Start of DATASET RECORDS
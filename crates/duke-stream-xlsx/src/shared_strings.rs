//! `xl/sharedStrings.xml` rendering

use std::io::{self, Write};

use duke_stream_core::SharedStringTable;

use crate::sink::BufferedSink;
use crate::xml::{escape_xml, needs_space_preserve};

/// Stream the shared-string table into `sink`
pub fn write_shared_strings<W: Write>(
    table: &SharedStringTable,
    sink: &mut BufferedSink<W>,
) -> io::Result<()> {
    sink.write_str("<?xml version=\"1.0\" encoding=\"UTF-8\" standalone=\"yes\"?>\n")?;
    sink.write_str(&format!(
        "<sst count=\"{}\" uniqueCount=\"{}\" xmlns=\"http://schemas.openxmlformats.org/spreadsheetml/2006/main\">",
        table.total_reference_count(),
        table.unique_count()
    ))?;

    for text in table.iter() {
        let space = if needs_space_preserve(text) {
            " xml:space=\"preserve\""
        } else {
            ""
        };
        sink.write_str(&format!("<si><t{}>{}</t></si>", space, escape_xml(text)))?;
    }

    sink.write_str("</sst>")
}
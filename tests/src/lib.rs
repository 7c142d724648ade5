//! # Nonce Queue Test Suite
//!
//! ## Structure
//!
//! ```text
//! tests/
//! ├── benches/          # Criterion benchmarks for reconciler passes
//! └── src/integration/  # End-to-end flows through the public API
//! ```
//!
//! ## Running Tests
//!
//! ```bash
//! # All tests
//! cargo test -p qc-tests
//!
//! # With logs
//! RUST_LOG=qc_18_nonce_queue=debug cargo test -p qc-tests -- --nocapture
//!
//! # Benchmarks
//! cargo bench -p qc-tests
//! ```

#![allow(unused_variables)]
#![allow(unused_imports)]
#![allow(dead_code)]
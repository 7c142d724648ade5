//! Ports layer for the nonce queue.
//!
//! - Inbound (Driving) ports: API exposed to the node and RPC layer
//! - Outbound (Driven) ports: ledger, downstream pool, clock

pub mod inbound;
pub mod outbound;

pub use inbound::*;
pub use outbound::*;
//! Outbound (Driven) ports for the nonce queue.
//!
//! The queue depends on a ledger to read nonces, on the primary pool to
//! accept released operations, and on a clock.

use crate::domain::{Address, NonceQuery, NonceReadOutcome, Timestamp, UserOperation, U256};
use crate::error::Result;
use async_trait::async_trait;

/// Reads on-chain nonces from entry point contracts.
///
/// Implementations are expected to bound every call with their own timeout
/// and fail rather than hang.
#[async_trait]
pub trait NonceReader: Send + Sync {
    /// Reads all queries in one aggregated call.
    ///
    /// # Returns
    /// - `Ok(outcomes)`: one outcome per query, in query order
    /// - `Err`: the aggregated call failed as a whole
    async fn get_nonces(&self, queries: &[NonceQuery]) -> Result<Vec<NonceReadOutcome>>;

    /// Reads a single nonce.
    async fn get_nonce(&self, query: &NonceQuery) -> Result<U256>;
}

/// Primary operation pool that receives released operations.
#[async_trait]
pub trait OperationSink: Send + Sync {
    /// Offers an operation for admission. Returns true if accepted.
    async fn accept(&self, operation: UserOperation, entry_point: Address) -> bool;
}

/// Time source for consistent timestamp handling.
pub trait TimeSource: Send + Sync {
    /// Returns the current timestamp in milliseconds.
    fn now(&self) -> Timestamp;
}

/// Default system time source.
#[derive(Debug, Clone, Copy, Default)]
pub struct SystemTimeSource;

impl TimeSource for SystemTimeSource {
    fn now(&self) -> Timestamp {
        std::time::SystemTime::now()
            .duration_since(std::time::UNIX_EPOCH)
            .unwrap_or_default()
            .as_millis() as Timestamp
    }
}
//! # Nonce Queue Subsystem
//!
//! **Subsystem ID:** 18
//! **Architecture:** Hexagonal (DDD + Ports/Adapters)
//!
//! ## Purpose
//!
//! Holds user operations the mempool cannot admit yet because their nonce is
//! ahead of the chain. A periodic reconciler re-reads on-chain nonces and
//! releases operations to the mempool as soon as their nonce becomes current.
//! Operations that wait longer than the retention window are dropped.
//!
//! ## Reconciler Pass
//!
//! | Step | Effect |
//! |------|--------|
//! | Evict | Drop entries older than `retention_ms`; stop if nothing is left |
//! | Snapshot | Freeze the entries this pass decides on |
//! | Fetch | One batched nonce read, per-entry reads if the batch fails |
//! | Guard | Abort without mutation if result count ≠ query count |
//! | Decide | Sequence equal to on-chain ⇒ eligible; read failure ⇒ deferred |
//! | Resolve | Remove every entry with an eligible hash, resubmit once per hash |
//!
//! Passes never overlap. Enqueues during a pass are seen by the next one.
//!
//! ## Module Structure
//!
//! ```text
//! qc-18-nonce-queue/
//! ├── domain/      # UserOperation, QueuedEntry, QueueStore, derivations
//! ├── ports/       # NonceQueueApi, NonceReader, OperationSink, TimeSource
//! ├── adapters/    # InMemoryLedger, ChannelOperationSink, ManualTimeSource
//! ├── fetch.rs     # batched read with per-entry fallback
//! └── service.rs   # NonceQueueService + scheduled reconciler
//! ```

#![warn(missing_docs)]
#![warn(clippy::all)]

pub mod adapters;
pub mod config;
pub mod domain;
pub mod error;
pub mod fetch;
pub mod metrics;
pub mod ports;
pub mod service;

pub use adapters::{ChannelOperationSink, InMemoryLedger, ManualTimeSource, ReleasedOperation};
pub use config::NonceQueueConfig;
pub use domain::{
    compose_nonce, compute_operation_hash, decompose_nonce, derive_sender, Address, FetchMode,
    Hash, NonceQuery, NonceReadOutcome, QueueStatus, QueueStore, QueuedEntry, ReconcileReport,
    RunOutcome, Timestamp, UserOperation, U256,
};
pub use error::{NonceQueueError, Result};
pub use metrics::ReconcileStats;
pub use ports::{NonceQueueApi, NonceReader, OperationSink, SystemTimeSource, TimeSource};
pub use service::NonceQueueService;

/// Default period between reconciler passes (2 seconds)
pub const DEFAULT_RECONCILE_INTERVAL_MS: u64 = 2_000;

/// Default retention window (15 minutes)
pub const DEFAULT_RETENTION_MS: u64 = 15 * 60 * 1_000;

/// Crate version
pub const VERSION: &str = env!("CARGO_PKG_VERSION");
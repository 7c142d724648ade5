//! Reconciler counters.

use crate::domain::{FetchMode, ReconcileReport, RunOutcome};
use std::sync::atomic::{AtomicU64, Ordering};

/// Cumulative counters across reconciler runs.
#[derive(Debug, Default)]
pub struct ReconcileStats {
    /// Runs started
    pub runs: AtomicU64,
    /// Operations accepted into the queue
    pub enqueued: AtomicU64,
    /// Entries dropped by the retention window
    pub evicted: AtomicU64,
    /// Operations accepted downstream
    pub resubmitted: AtomicU64,
    /// Operations rejected downstream
    pub rejected: AtomicU64,
    /// Entry reads that failed and were deferred
    pub deferred: AtomicU64,
    /// Runs that fell back to per-entry reads
    pub fallbacks: AtomicU64,
    /// Runs aborted on result-count mismatch
    pub aborted_runs: AtomicU64,
}

impl ReconcileStats {
    /// Folds a finished run into the counters.
    pub fn record(&self, report: &ReconcileReport) {
        self.runs.fetch_add(1, Ordering::Relaxed);
        self.evicted
            .fetch_add(report.evicted as u64, Ordering::Relaxed);
        self.resubmitted
            .fetch_add(report.resubmitted as u64, Ordering::Relaxed);
        self.rejected
            .fetch_add(report.rejected as u64, Ordering::Relaxed);
        self.deferred
            .fetch_add(report.deferred as u64, Ordering::Relaxed);
        if report.fetch_mode == Some(FetchMode::PerEntry) {
            self.fallbacks.fetch_add(1, Ordering::Relaxed);
        }
        if matches!(report.outcome, RunOutcome::Aborted { .. }) {
            self.aborted_runs.fetch_add(1, Ordering::Relaxed);
        }
    }
}
//! # Nonce Queue Integration Flows
//!
//! ## Flows Tested:
//!
//! 1. **RPC → Queue → Mempool**: scheduled reconciler releases an operation
//!    once the chain catches up, over the mempool channel
//! 2. **Sequential nonces**: a chain of operations from one account drains
//!    one per pass as the mempool "executes" them
//! 3. **Ledger outage**: reads fail, entries are kept, then the retention
//!    window drops them
//! 4. **Closed mempool**: release is one-shot even when the pool is gone

#[cfg(test)]
mod tests {
    use std::sync::Arc;
    use std::time::Duration;
    use tokio::time::timeout;

    use qc_18_nonce_queue::{
        compose_nonce, Address, ChannelOperationSink, FetchMode, InMemoryLedger,
        ManualTimeSource, NonceQueueApi, NonceQueueConfig, NonceQueueService, RunOutcome,
        UserOperation, U256,
    };

    use crate::integration::init_test_logging;

    // =============================================================================
    // TEST FIXTURES
    // =============================================================================

    const ENTRY_POINT: Address = [0x5F; 20];
    const START: u64 = 1_700_000_000_000;

    fn create_user_op(sender_byte: u8, key: u64, sequence: u64) -> UserOperation {
        UserOperation {
            sender: [sender_byte; 20],
            nonce: compose_nonce(U256::from(key), sequence),
            call_data: vec![0xb6, 0x1d, 0x27, 0xf6, sender_byte],
            call_gas_limit: U256::from(100_000u64),
            verification_gas_limit: U256::from(150_000u64),
            pre_verification_gas: U256::from(21_000u64),
            max_fee_per_gas: U256::from(2_000_000_000u64),
            max_priority_fee_per_gas: U256::from(1_000_000_000u64),
            signature: vec![0x01; 65],
            ..Default::default()
        }
    }

    fn set_chain(ledger: &InMemoryLedger, sender_byte: u8, key: u64, sequence: u64) {
        ledger.set_sequence(ENTRY_POINT, [sender_byte; 20], U256::from(key), sequence);
    }

    // =============================================================================
    // INTEGRATION TESTS
    // =============================================================================

    /// A is released, B keeps waiting, C outlives the retention window
    #[tokio::test]
    async fn test_scheduled_reconciler_releases_to_mempool() {
        init_test_logging();

        let ledger = Arc::new(InMemoryLedger::new());
        let clock = Arc::new(ManualTimeSource::new(START));
        let (sink, mut mempool_rx) = ChannelOperationSink::channel(16);
        let config = NonceQueueConfig::for_testing();
        let retention = config.retention_ms;

        let service = Arc::new(
            NonceQueueService::new(config, ledger.clone(), Arc::new(sink))
                .unwrap()
                .with_time_source(clock.clone()),
        );

        let c = service.enqueue(create_user_op(0xCC, 0, 0), ENTRY_POINT).unwrap();
        clock.advance(retention + 1);
        let a = service.enqueue(create_user_op(0xAA, 0, 3), ENTRY_POINT).unwrap();
        let b = service.enqueue(create_user_op(0xBB, 0, 5), ENTRY_POINT).unwrap();
        set_chain(&ledger, 0xAA, 0, 3);
        set_chain(&ledger, 0xBB, 0, 4);

        service.start().unwrap();

        let released = timeout(Duration::from_secs(2), mempool_rx.recv())
            .await
            .expect("timeout waiting for release")
            .expect("mempool channel open");
        assert_eq!(released.operation.sender, [0xAA; 20]);
        assert_eq!(released.entry_point, ENTRY_POINT);

        service.stop().await.unwrap();

        assert!(!service.contains(&a));
        assert!(service.contains(&b));
        assert!(!service.contains(&c));
        assert!(mempool_rx.try_recv().is_err());
    }

    /// Operations 0..3 from one account drain one per pass
    #[tokio::test]
    async fn test_sequential_nonces_drain_in_order() {
        init_test_logging();

        let ledger = Arc::new(InMemoryLedger::new());
        let (sink, mut mempool_rx) = ChannelOperationSink::channel(16);
        let service =
            NonceQueueService::new(NonceQueueConfig::default(), ledger.clone(), Arc::new(sink))
                .unwrap();

        for sequence in (0..3).rev() {
            service
                .enqueue(create_user_op(0xAA, 0, sequence), ENTRY_POINT)
                .unwrap();
        }

        for expected in 0..3u64 {
            let report = service.reconcile_once().await;
            assert_eq!(report.resubmitted, 1);

            let released = mempool_rx.recv().await.unwrap();
            assert_eq!(released.operation.nonce.low_u64(), expected);

            // Mempool includes it; the chain moves on
            set_chain(&ledger, 0xAA, 0, expected + 1);
        }

        assert!(service.is_empty());
        let report = service.reconcile_once().await;
        assert_eq!(report.outcome, RunOutcome::Idle);
    }

    /// Persistent read failures keep entries until the retention window ends
    #[tokio::test]
    async fn test_ledger_outage_bounded_by_retention() {
        init_test_logging();

        let ledger = Arc::new(InMemoryLedger::new());
        let clock = Arc::new(ManualTimeSource::new(START));
        let (sink, _mempool_rx) = ChannelOperationSink::channel(16);
        let config = NonceQueueConfig::default();
        let retention = config.retention_ms;
        let service = NonceQueueService::new(config, ledger.clone(), Arc::new(sink))
            .unwrap()
            .with_time_source(clock.clone());

        service.enqueue(create_user_op(0xAA, 0, 0), ENTRY_POINT).unwrap();
        service.enqueue(create_user_op(0xBB, 2, 0), ENTRY_POINT).unwrap();
        ledger.set_batch_unavailable(true);
        ledger.fail_sender([0xAA; 20]);
        ledger.fail_sender([0xBB; 20]);

        let report = service.reconcile_once().await;
        assert_eq!(report.fetch_mode, Some(FetchMode::PerEntry));
        assert_eq!(report.deferred, 2);
        assert_eq!(service.len(), 2);

        clock.advance(retention + 1);
        let calls_before = ledger.single_calls();
        let report = service.reconcile_once().await;

        assert_eq!(report.evicted, 2);
        assert_eq!(report.outcome, RunOutcome::Idle);
        assert_eq!(ledger.single_calls(), calls_before);
        assert!(service.is_empty());

        let stats = service.stats();
        assert_eq!(stats.fallbacks.load(std::sync::atomic::Ordering::Relaxed), 1);
        assert_eq!(stats.evicted.load(std::sync::atomic::Ordering::Relaxed), 2);
    }

    /// A closed mempool rejects the release; the operation is not queued again
    #[tokio::test]
    async fn test_closed_mempool_rejection_is_final() {
        init_test_logging();

        let ledger = Arc::new(InMemoryLedger::new());
        let (sink, mempool_rx) = ChannelOperationSink::channel(1);
        drop(mempool_rx);
        let service =
            NonceQueueService::new(NonceQueueConfig::default(), ledger.clone(), Arc::new(sink))
                .unwrap();

        let hash = service.enqueue(create_user_op(0xAA, 0, 0), ENTRY_POINT).unwrap();

        let report = service.reconcile_once().await;

        assert_eq!(report.rejected, 1);
        assert!(!service.contains(&hash));
        assert_eq!(service.reconcile_once().await.outcome, RunOutcome::Idle);
    }
}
End of DATASET RECORDS
■ WHAT IS REQUIRED: Reproduce each line from the records that contains the word "account".

■ RESPONSE:
//! 2. **Sequential nonces**: a chain of operations from one account drains
    /// Operations 0..3 from one account drain one per pass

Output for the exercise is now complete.